Page 190 - SC SCAR 2023 ENGLISH Flipbook
P. 190

                                 PART 5 ORGANISATION INFORMATION
 Lifetime expected credit losses are the expected credit losses that result from all possible default events over the expected life of the asset, while 12-month expected credit losses are the portion of expected credit losses that result from default events that are possible within the 12 months after the reporting date. The maximum period considered when estimating expected credit losses is the maximum contractual period over which the SC is exposed to credit risk.
The SC estimates the expected credit losses on trade receivables using a provision matrix with reference to historical credit loss experience.
An impairment loss in respect of financial assets measured at amortised cost is recognised in profit or loss and the carrying amount of the asset is reduced through the use of an allowance account.
At each reporting date, the SC assesses whether financial assets carried at amortised cost are credit impaired. A financial asset is credit impaired when one or more events that have a detrimental impact on the estimated future cash flows of the financial asset have occurred.
The gross carrying amount of a financial asset is written off (either partially or full) to the extent that there is no realistic prospect of recovery. This is generally the case when the SC determines that the debtor does not have assets or sources of income that could generate sufficient cash flows to repay the amounts subject to the write-off. However, financial assets that are written off could still be subject to enforcement activities in order to comply with the SC’s procedures for recovery of amounts due.
(ii) Non-financial assets
The carrying amounts of non-financial assets are reviewed at the end of each reporting period to determine whether there is any indication of impairment. If any such indication exists, then the asset’s recoverable amount is estimated.
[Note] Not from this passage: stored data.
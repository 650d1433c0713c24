//! The poll loop for a single shard.
//!
//! A [`ShardConsumer`] fetches batches from one shard and hands each record to the
//! [`RecordHandler`] strictly in fetch order. Throughput rejections and expired iterators are
//! absorbed here; the loop ends when the shard closes (returning its children), when it is
//! cancelled, or on any other fetch or handler error.

use std::{sync::Arc, time::Duration};

use agent_clap_blocks::kinesis::{KinesisConsumerConfig, ShardIteratorType};
use thiserror::Error;
use tokio_util::sync::CancellationToken;
use tracing::{debug, info, warn};

use crate::{
    client::{GetRecordsOutput, IteratorPosition, ShardIterator, StreamClient, StreamClientError},
    handler::{RecordHandler, RecordHandlerError},
    sequence::SequenceNumber,
    shard::{ChildShard, ShardId},
};

#[derive(Debug, Error)]
pub enum ShardConsumerError {
    #[error("failed to get iterator for shard {shard_id}: {source}")]
    GetShardIterator {
        shard_id: ShardId,
        #[source]
        source: StreamClientError,
    },

    #[error("failed to get records from shard {shard_id}: {source}")]
    GetRecords {
        shard_id: ShardId,
        #[source]
        source: StreamClientError,
    },

    #[error("record handler failed for shard {shard_id} at {sequence_number}: {source}")]
    Handler {
        shard_id: ShardId,
        sequence_number: SequenceNumber,
        #[source]
        source: RecordHandlerError,
    },
}

/// Settings shared by every shard consumer of an input.
#[derive(Debug, Clone, Copy, PartialEq, Eq)]
pub struct ConsumerOptions {
    /// Start position for shards without a known sequence number.
    pub iterator_type: ShardIteratorType,
    pub poll_interval: Duration,
    pub throughput_retry_delay: Duration,
    pub max_records: Option<u32>,
}

impl Default for ConsumerOptions {
    fn default() -> Self {
        Self {
            iterator_type: ShardIteratorType::TrimHorizon,
            poll_interval: Duration::from_millis(250),
            throughput_retry_delay: Duration::from_secs(1),
            max_records: None,
        }
    }
}

impl From<&KinesisConsumerConfig> for ConsumerOptions {
    fn from(config: &KinesisConsumerConfig) -> Self {
        Self {
            iterator_type: config.shard_iterator_type,
            poll_interval: config.poll_interval,
            throughput_retry_delay: config.throughput_retry_delay,
            max_records: Some(config.max_records),
        }
    }
}

/// How a consumer stopped without error.
#[derive(Debug, Clone, PartialEq, Eq)]
pub enum ConsumeOutcome {
    /// The shard has no more records; these children may now be startable.
    Closed(Vec<ChildShard>),
    Cancelled,
}

#[derive(Debug)]
pub struct ShardConsumer {
    client: Arc<dyn StreamClient>,
    handler: Arc<dyn RecordHandler>,
    stream_name: Arc<str>,
    shard_id: ShardId,
    options: ConsumerOptions,
    starting_sequence_number: Option<SequenceNumber>,
    last_sequence_number: Option<SequenceNumber>,
    iterator: Option<ShardIterator>,
}

impl ShardConsumer {
    /// Consumer for `shard_id` that resumes after `starting_sequence_number`, or at
    /// `options.iterator_type` when it is `None`.
    pub fn new(
        client: Arc<dyn StreamClient>,
        handler: Arc<dyn RecordHandler>,
        stream_name: impl Into<Arc<str>>,
        shard_id: ShardId,
        starting_sequence_number: Option<SequenceNumber>,
        options: ConsumerOptions,
    ) -> Self {
        Self {
            client,
            handler,
            stream_name: stream_name.into(),
            shard_id,
            options,
            starting_sequence_number,
            last_sequence_number: None,
            iterator: None,
        }
    }

    pub fn shard_id(&self) -> &ShardId {
        &self.shard_id
    }

    /// Sequence number of the last record handed to the handler.
    pub fn last_sequence_number(&self) -> Option<&SequenceNumber> {
        self.last_sequence_number.as_ref()
    }

    fn resume_position(&self) -> IteratorPosition {
        match self
            .last_sequence_number
            .as_ref()
            .or(self.starting_sequence_number.as_ref())
        {
            Some(sequence_number) => IteratorPosition::AfterSequenceNumber(sequence_number.clone()),
            None => self.options.iterator_type.into(),
        }
    }

    async fn get_iterator(&self) -> Result<ShardIterator, ShardConsumerError> {
        let position = self.resume_position();
        debug!(shard_id = %self.shard_id, ?position, "acquiring shard iterator");
        self.client
            .get_shard_iterator(&self.stream_name, &self.shard_id, &position)
            .await
            .map_err(|source| ShardConsumerError::GetShardIterator {
                shard_id: self.shard_id.clone(),
                source,
            })
    }

    /// Acquire the starting iterator ahead of [`consume`](ShardConsumer::consume).
    ///
    /// Lets the caller see iterator failures before handing the consumer to a task.
    pub async fn acquire_iterator(&mut self) -> Result<(), ShardConsumerError> {
        self.iterator = Some(self.get_iterator().await?);
        Ok(())
    }

    /// Run the poll loop until the shard closes, `cancel` fires, or an error occurs.
    pub async fn consume(
        mut self,
        cancel: &CancellationToken,
    ) -> Result<ConsumeOutcome, ShardConsumerError> {
        let mut iterator = match self.iterator.take() {
            Some(iterator) => iterator,
            None => tokio::select! {
                biased;
                _ = cancel.cancelled() => return Ok(ConsumeOutcome::Cancelled),
                iterator = self.get_iterator() => iterator?,
            },
        };

        loop {
            let res = tokio::select! {
                biased;
                _ = cancel.cancelled() => return Ok(ConsumeOutcome::Cancelled),
                res = self.client.get_records(&iterator, self.options.max_records) => res,
            };

            match res {
                Ok(GetRecordsOutput {
                    records,
                    next_iterator,
                    child_shards,
                    millis_behind_latest,
                }) => {
                    debug!(
                        shard_id = %self.shard_id,
                        n_records = records.len(),
                        ?millis_behind_latest,
                        "fetched records"
                    );
                    for record in records {
                        if cancel.is_cancelled() {
                            return Ok(ConsumeOutcome::Cancelled);
                        }
                        let sequence_number = record.sequence_number.clone();
                        match self
                            .handler
                            .handle_record(cancel, &self.shard_id, record)
                            .await
                        {
                            Ok(()) => {}
                            Err(RecordHandlerError::Cancelled) => {
                                return Ok(ConsumeOutcome::Cancelled);
                            }
                            Err(source) => {
                                return Err(ShardConsumerError::Handler {
                                    shard_id: self.shard_id.clone(),
                                    sequence_number,
                                    source,
                                });
                            }
                        }
                        self.last_sequence_number = Some(sequence_number);
                    }

                    match next_iterator {
                        Some(next) => iterator = next,
                        None => {
                            info!(
                                shard_id = %self.shard_id,
                                n_children = child_shards.len(),
                                "shard closed"
                            );
                            return Ok(ConsumeOutcome::Closed(child_shards));
                        }
                    }
                }
                Err(StreamClientError::ProvisionedThroughputExceeded(message)) => {
                    warn!(
                        shard_id = %self.shard_id,
                        %message,
                        retry_in = ?self.options.throughput_retry_delay,
                        "throughput exceeded"
                    );
                    if sleep_or_cancel(cancel, self.options.throughput_retry_delay).await {
                        return Ok(ConsumeOutcome::Cancelled);
                    }
                    continue;
                }
                Err(StreamClientError::ExpiredIterator(message)) => {
                    info!(shard_id = %self.shard_id, %message, "iterator expired, reacquiring");
                    iterator = tokio::select! {
                        biased;
                        _ = cancel.cancelled() => return Ok(ConsumeOutcome::Cancelled),
                        iterator = self.get_iterator() => iterator?,
                    };
                    continue;
                }
                Err(source) => {
                    return Err(ShardConsumerError::GetRecords {
                        shard_id: self.shard_id.clone(),
                        source,
                    });
                }
            }

            if sleep_or_cancel(cancel, self.options.poll_interval).await {
                return Ok(ConsumeOutcome::Cancelled);
            }
        }
    }
}

/// Sleep for `duration`; `true` if `cancel` fired first.
async fn sleep_or_cancel(cancel: &CancellationToken, duration: Duration) -> bool {
    tokio::select! {
        biased;
        _ = cancel.cancelled() => true,
        _ = tokio::time::sleep(duration) => false,
    }
}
For the purpose of impairment testing, assets are grouped together into the smallest group of assets that generates cash inflows from continuing use that are largely independent of the cash inflows of other assets or cash-generating units. The recoverable amount of an asset or cash- generating unit is the greater of its value in use and its fair value less costs of disposal. In assessing value in use, the estimated future cash flows are discounted to their present value using a pre-tax discount rate that reflects current market assessments of the time value of money and the risks specific to the asset or cash-generating unit.
(g) Revenue
Revenue is measured based on the consideration specified in a contract with a customer in exchange for transferring services to a customer, excluding amounts collected on behalf of third party. The SC recognises income when (or as) it transfers control over a service to customer. An asset is transferred when (or as) the customer obtains control of the asset.
The SC transfers control of services at a point in time unless one of the following over-time criteria is met:
(a) The customer simultaneously receives and consumes the benefits provided as the SC performs;
(b) The SC’s performance creates or enhances an asset that the customer controls as the asset is created or enhanced; or
(c) The SC’s performance does not create an asset with an alternative use and the SC has an enforceable right to payment for performance completed to date.